Can We Finish the Job of Ending Homelessness Among Veterans in the United States?

 Slight Majority of Continuums of Care
with the Largest Number of Homeless Persons in the U.S.
Recently Reported Not Having Sufficient Resources to Move
Homeless Veterans Into Permanent Housing Using a Housing First Approach
(see table below)

As we await 2018 homeless count data to be released, a comparison of the number of veterans who were counted as homeless in the United States in 2017 reveals that the number of veterans has significantly decreased during the 11 previous years. The number of veterans decreased from 

  • 71,900 in 2006 to 40,056 in 2017, which represents a decrease of 31,844 or 44.3%.  

The U.S. Department of Housing and Urban Development (HUD) asked Continuums of Care (CoCs) the following three questions within a subsection of the 2017 and 2018 Continuum of Care (CoC) Program applications that focused on progress towards ending homelessness among veterans: 

  • Does the CoC use an active list or by name list to identify all Veterans experiencing homelessness in the CoC?
  • Is the CoC actively working with the VA and VA-funded programs to achieve the benchmarks and criteria for ending Veteran homelessness?
  • Does the CoC have sufficient resources to ensure each Veteran is assisted to quickly move into permanent housing using a Housing First approach? 

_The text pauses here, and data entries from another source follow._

use clap::Parser;
use std::path::PathBuf;
use tracing::error;

use sb_core::board::PlacementMode;
use stampboard_lib::bootstrap::{
    self, resolve_config, run_app, wire_dependencies, ConfigOverrides,
};

#[derive(Parser)]
#[command(name = "stampboard")]
#[command(about = "Watch the clipboard for epoch timestamps and lay them out on a board", long_about = None)]
struct Cli {
    /// Config file (defaults to <config dir>/stampboard/config.toml)
    #[arg(short, long)]
    config: Option<PathBuf>,

    /// Placement mode: grid or free
    #[arg(short, long)]
    placement: Option<PlacementMode>,

    /// IANA timezone for the local line, e.g. Europe/Berlin
    #[arg(short, long)]
    timezone: Option<String>,

    /// Log to stdout only
    #[arg(long)]
    no_log_file: bool,
}

#[tokio::main]
async fn main() -> anyhow::Result<()> {
    let cli = Cli::parse();

    let config = resolve_config(
        cli.config,
        ConfigOverrides {
            placement: cli.placement,
            timezone: cli.timezone,
        },
    )?;

    bootstrap::tracing::init_tracing_subscriber(!cli.no_log_file)?;

    let runtime = wire_dependencies(&config)?;
    let shutdown = async {
        if let Err(err) = tokio::signal::ctrl_c().await {
            error!(error = %err, "Failed to listen for Ctrl-C");
        }
    };

    run_app(runtime, shutdown).await
}
//! Placement strategies.
//!
//! A board applies exactly one [`PlacementMode`], fixed when it is built.

pub mod free;
pub mod grid;

use serde::{Deserialize, Serialize};

#[derive(Debug, Clone, Copy, PartialEq, Eq, Default, Serialize, Deserialize)]
#[serde(rename_all = "lowercase")]
pub enum PlacementMode {
    /// Cards snap to row/column cells; one card per cell.
    #[default]
    Grid,
    /// Cards sit at free pixel positions.
    Free,
}

impl std::str::FromStr for PlacementMode {
    type Err = String;

    fn from_str(s: &str) -> Result<Self, Self::Err> {
        match s.to_ascii_lowercase().as_str() {
            "grid" => Ok(PlacementMode::Grid),
            "free" => Ok(PlacementMode::Free),
            other => Err(format!("unknown placement mode: {other}")),
        }
    }
}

As noted in table 1 below, nearly all (95%) of the 20 Continuums of Care (CoCs), with the largest number of homeless persons  in the U.S., answered “yes” to the first question about using “an active list or by name list to identify all Veterans in 2017 and 100% in 2018 as noted in the table below.”  

All (100%) of the 20 CoCs answered “yes” to the second question about “actively working with the VA (U.S. Department of Veterans Affairs) and VA-funded programs in 2017 and 2018.”

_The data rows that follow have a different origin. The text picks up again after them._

//! Complex-to-complex radix-2 Cooley-Tukey FFT (§4.1).
//!
//! `forward`/`inverse` operate in place on a contiguous buffer of length `N = 2^bit_count`.
//! The implementation is the textbook Danielson-Lanczos recursion flattened into passes:
//! bit-reversal permutation, then `log2(N)` combine stages, each stage advancing its twiddle
//! factor with the `w <- w + w*wp` recurrence instead of calling `sin`/`cos` per butterfly.

use std::f32::consts::PI;
use std::ops::{Add, AddAssign, Mul, MulAssign, Sub, SubAssign};

/// A single-precision complex number, laid out as a plain `(re, im)` pair so a buffer of
/// them is a contiguous, interleaved array — the layout the overlap-save convolution path
/// and the SIMD butterfly both assume.
#[derive(Debug, Clone, Copy, PartialEq, Default)]
pub struct Complex32 {
    pub re: f32,
    pub im: f32,
}

impl Complex32 {
    pub const ZERO: Complex32 = Complex32 { re: 0.0, im: 0.0 };

    pub const fn new(re: f32, im: f32) -> Self {
        Self { re, im }
    }

    pub fn real(re: f32) -> Self {
        Self { re, im: 0.0 }
    }

    pub fn conj(self) -> Self {
        Self {
            re: self.re,
            im: -self.im,
        }
    }
}

impl Add for Complex32 {
    type Output = Complex32;
    fn add(self, rhs: Self) -> Self {
        Self::new(self.re + rhs.re, self.im + rhs.im)
    }
}
impl AddAssign for Complex32 {
    fn add_assign(&mut self, rhs: Self) {
        *self = *self + rhs;
    }
}
impl Sub for Complex32 {
    type Output = Complex32;
    fn sub(self, rhs: Self) -> Self {
        Self::new(self.re - rhs.re, self.im - rhs.im)
    }
}
impl SubAssign for Complex32 {
    fn sub_assign(&mut self, rhs: Self) {
        *self = *self - rhs;
    }
}
impl Mul for Complex32 {
    type Output = Complex32;
    fn mul(self, rhs: Self) -> Self {
        Self::new(
            self.re * rhs.re - self.im * rhs.im,
            self.re * rhs.im + self.im * rhs.re,
        )
    }
}
impl MulAssign for Complex32 {
    fn mul_assign(&mut self, rhs: Self) {
        *self = *self * rhs;
    }
}
impl Mul<f32> for Complex32 {
    type Output = Complex32;
    fn mul(self, rhs: f32) -> Self {
        Self::new(self.re * rhs, self.im * rhs)
    }
}

fn reverse_bits(mut value: usize, bit_count: u32) -> usize {
    let mut out = 0usize;
    for _ in 0..bit_count {
        out = (out << 1) | (value & 1);
        value >>= 1;
    }
    out
}

/// Returns the smallest power of two `>= n`. Used to size overlap-save convolution blocks
/// (§4.4) and MDCT-internal transforms (§4.2).
pub fn next_pow2(n: usize) -> usize {
    if n <= 1 {
        return 1;
    }
    let mut p = 1usize;
    while p < n {
        p <<= 1;
    }
    p
}

pub fn is_pow2(n: usize) -> bool {
    n != 0 && (n & (n - 1)) == 0
}

/// A reusable radix-2 FFT of fixed length `N = 2^bit_count`.
///
/// Construction precomputes the bit-reversal table; `forward`/`inverse` reuse an internal
/// twiddle scratch buffer so neither allocates, matching the "no allocation on the audio
/// thread's hot path" requirement (§5) for a transform invoked once per convolution block.
pub struct Fft {
    bit_count: u32,
    len: usize,
    bit_reversal: Vec<usize>,
    twiddle_scratch: Vec<Complex32>,
}

impl Fft {
    /// `bit_count` is `B` in `N = 2^B`; typical `B` is in `[3, 12]` (§4.1).
    pub fn new(bit_count: u32) -> Self {
        let len = 1usize << bit_count;
        let bit_reversal = (0..len).map(|i| reverse_bits(i, bit_count)).collect();
        Self {
            bit_count,
            len,
            bit_reversal,
            twiddle_scratch: vec![Complex32::ZERO; len / 2],
        }
    }

    pub fn len(&self) -> usize {
        self.len
    }

    pub fn is_empty(&self) -> bool {
        false
    }

    /// `X[k] = sum_n x[n] * exp(-2*pi*i*k*n/N)`.
    pub fn forward(&mut self, buf: &mut [Complex32]) {
        self.transform(buf, -1.0);
    }

    /// The forward transform with the twiddle sign flipped, scaled by `1/N`, so that
    /// `inverse(forward(x)) == x` up to float rounding (§4.1, §8 "FFT round-trip").
    pub fn inverse(&mut self, buf: &mut [Complex32]) {
        self.transform(buf, 1.0);
        let scale = 1.0 / self.len as f32;
        for x in buf.iter_mut() {
            *x = *x * scale;
        }
    }

    fn transform(&mut self, buf: &mut [Complex32], sign: f32) {
        assert_eq!(buf.len(), self.len, "buffer length must match Fft::len()");

        for i in 0..self.len {
            let j = self.bit_reversal[i];
            if j > i {
                buf.swap(i, j);
            }
        }

        let mut size = 2usize;
        while size <= self.len {
            let half = size / 2;
            let alpha = sign * 2.0 * PI / size as f32;
            let wp = Complex32::new(alpha.cos() - 1.0, alpha.sin());

            let twiddles = &mut self.twiddle_scratch[..half];
            let mut w = Complex32::new(1.0, 0.0);
            for t in twiddles.iter_mut() {
                *t = w;
                w = w + w * wp;
            }

            let mut block_start = 0;
            while block_start < self.len {
                butterflies(&mut buf[block_start..block_start + size], half, twiddles);
                block_start += size;
            }
            size <<= 1;
        }
    }
}

#[cfg(not(feature = "simd"))]
fn butterflies(block: &mut [Complex32], half: usize, twiddles: &[Complex32]) {
    for k in 0..half {
        let t = block[k + half] * twiddles[k];
        block[k + half] = block[k] - t;
        block[k] = block[k] + t;
    }
}

/// SIMD butterfly stage: four adjacent `k` indices are combined at once using a pair of
/// 4-wide `f32` vectors (real lanes, imaginary lanes), matching the spec's description of
/// the optional SIMD FFT variant. Numerically identical to the scalar path within rounding.
#[cfg(feature = "simd")]
fn butterflies(block: &mut [Complex32], half: usize, twiddles: &[Complex32]) {
    use wide::f32x4;

    let mut k = 0;
    while k + 4 <= half {
        let a_re = f32x4::new([
            block[k].re,
            block[k + 1].re,
            block[k + 2].re,
            block[k + 3].re,
        ]);
        let a_im = f32x4::new([
            block[k].im,
            block[k + 1].im,
            block[k + 2].im,
            block[k + 3].im,
        ]);
        let b_re = f32x4::new([
            block[k + half].re,
            block[k + half + 1].re,
            block[k + half + 2].re,
            block[k + half + 3].re,
        ]);
        let b_im = f32x4::new([
            block[k + half].im,
            block[k + half + 1].im,
            block[k + half + 2].im,
            block[k + half + 3].im,
        ]);
        let w_re = f32x4::new([
            twiddles[k].re,
            twiddles[k + 1].re,
            twiddles[k + 2].re,
            twiddles[k + 3].re,
        ]);
        let w_im = f32x4::new([
            twiddles[k].im,
            twiddles[k + 1].im,
            twiddles[k + 2].im,
            twiddles[k + 3].im,
        ]);

        // t = b * w (complex multiply, fused across lanes)
        let t_re = b_re * w_re - b_im * w_im;
        let t_im = b_re * w_im + b_im * w_re;

        let out_lo_re = a_re + t_re;
        let out_lo_im = a_im + t_im;
        let out_hi_re = a_re - t_re;
        let out_hi_im = a_im - t_im;

        let lo_re = out_lo_re.to_array();
        let lo_im = out_lo_im.to_array();
        let hi_re = out_hi_re.to_array();
        let hi_im = out_hi_im.to_array();
        for lane in 0..4 {
            block[k + lane] = Complex32::new(lo_re[lane], lo_im[lane]);
            block[k + half + lane] = Complex32::new(hi_re[lane], hi_im[lane]);
        }

        k += 4;
    }
    // Remainder: scalar 4-point-or-fewer butterfly, same as the non-SIMD path.
    while k < half {
        let t = block[k + half] * twiddles[k];
        block[k + half] = block[k] - t;
        block[k] = block[k] + t;
        k += 1;
    }
}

Only 50% of the 20 CoCs answered “yes” to the third question about “having sufficient resources” to quickly move each veteran “into permanent housing using a Housing First approach” in 2017 and less than half (45%) in 2018 also noted in the table below.[1] 

The importance of these questions stem from an impressive goal to end homelessness among veterans announced by the federal government in late 2009. The plan to carry out the goal was outlined in 2010 in Opening Doors: Federal Strategic Plan to Prevent and End Homelessness, which was developed by the U.S. Interagency Council on Homelessness (USICH).[2] 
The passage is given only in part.